The book is set in 1532, and follows the adventures of Brian Duffy, an Irish mercenary in the various wars wracking Europe at the time. The most important of which is the Turkish invasion of Western Europe, culminating in the siege of Vienna. Duffy begins in Venice, where a mysterious old man going by the name Aurelianus (with a habit of smoking dried snakes, one of the odder touches) hires him to guard the Herzwesten brewery in Vienna. After a distinctly odd journey to Vienna, it quickly becomes clear that there's more at stake than the prevention of bar brawls or the preservation of the furniture. Indeed, Aurelianus claims that nothing less than the fate of all Western civilization depends on keeping the brewery safe from the Turks until October 31.
This is obviously not your run-of-the-mill medievaloid fantasy, though it does feature the occasional buckling of swashes. For one thing, everybody has guns- somewhat primitive guns, granted, but guns. For another, other than the Venice-to-Vienna trip, the book lacks the standard visit-every-country-on-the-map travelogue feel of most fantasies: Duffy reaches Vienna on page 62, and stays there. And while there are attacks by flying monsters and a few fantastic beats, the book is fairly short on flashy and overt magic. There's magic, to be sure, but it has the same sort of slightly hallucinatory quality as in Last Call or The Anubis Gates. There are a couple of vaguely D&D-ish references to specific spells and their casting, but the magic that occurs on-camera (as it were) has a wilder, more mysterious quality.
Much of the action takes place in bars or military camps, lending the whole thing a sort of John Myers Myers air (kind of a cross between The Harp and the Blade and Moorcock's The War Hound and the World's Pain, for those who like disconcerting images...). Vienna is besieged for much of the book, but other than a few references to food shortages and one unpleasant death, things don't ever really get dark. Which is, of course, fitting for a book in which beer is the key to civilization.

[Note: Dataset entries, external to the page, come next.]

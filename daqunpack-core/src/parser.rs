#![allow(clippy::unusual_byte_groupings)]
//! Low-level classification of raw 16-bit words.
//!
//! Every function here is a pure bit-field operation driven by a
//! [`FamilyConfig`]. Header and data pairs arrive low word first; the type
//! field lives in the high word.

use crate::config::{FamilyConfig, HeaderWord};
use crate::types::{Word, WordKind};

/// Reports the role of `word` under `config`'s type field.
#[inline]
pub fn classify(word: Word, config: &FamilyConfig) -> WordKind {
    let kind = word & config.type_mask;
    if kind == config.header_pattern {
        WordKind::Header
    } else if kind == config.data_pattern {
        WordKind::Data
    } else if kind == config.trailer_pattern {
        WordKind::Trailer
    } else {
        WordKind::Unclassified
    }
}

#[inline]
pub fn is_header(word: Word, config: &FamilyConfig) -> bool {
    classify(word, config) == WordKind::Header
}

#[inline]
fn field(word: Word, mask: Word, shift: u32) -> u16 {
    (word & mask) >> shift
}

// ============================================================================
// Header pair
// low: count (and timing resolution) | high: type, selector (and crate)
// ============================================================================

/// Extracts the declared word count from a header's low word.
#[inline]
pub fn header_count(low: Word, config: &FamilyConfig) -> u16 {
    field(low, config.count_mask, config.count_shift)
}

/// Extracts the selector (geo address / module id) from a header's high word.
#[inline]
pub fn header_selector(high: Word, config: &FamilyConfig) -> u16 {
    field(high, config.selector_mask, config.selector_shift)
}

/// Extracts the auxiliary header field from whichever word carries it.
#[inline]
pub fn header_aux(low: Word, high: Word, config: &FamilyConfig) -> u16 {
    let word = match config.aux_word {
        HeaderWord::Low => low,
        HeaderWord::High => high,
    };
    field(word, config.aux_mask, config.aux_shift)
}

// ============================================================================
// Data pair
// low: converted value | high: type, channel
// ============================================================================

/// Extracts the converted value from a data pair's low word.
#[inline]
pub fn data_value(low: Word, config: &FamilyConfig) -> u16 {
    low & config.value_mask
}

/// Extracts the channel number from a data pair's high word.
///
/// Always below 32 for a validated layout.
#[inline]
pub fn data_channel(high: Word, config: &FamilyConfig) -> u8 {
    field(high, config.channel_mask, config.channel_shift) as u8
}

The plotting is good, though not quite to the level of Last Call. Some elements of the story feel like they've been jammed in with a crowbar, and the resolution of one running subplot is jarringly abrupt and unsatisfying. Everything moves along at an enjoyable pace, though, spiced up with the occasional Turkish attack or bar brawl, so it's easy to ignore the weaker points. Just about everthing comes together at the end, and the resolution is enjoyable and appropriate.
I'm not the world's biggest Powers fan- Last Call was fantastic, The Stress of Her Regard was... not, Expiration Date was nothing all that special, and The Anubis Gates suffers from the same problem as Freedom and Necessity, namely that it's set in a loving depiction of a historical era I couldn't really care less about. But I'd rank The Drawing of the Dark highly- it's not as good as Last Call, but then few books are. If you're looking for fantasy which plays off the Big Themes of fantastic literature, and puts a different spin on them, I'd definitely recommend checking this out.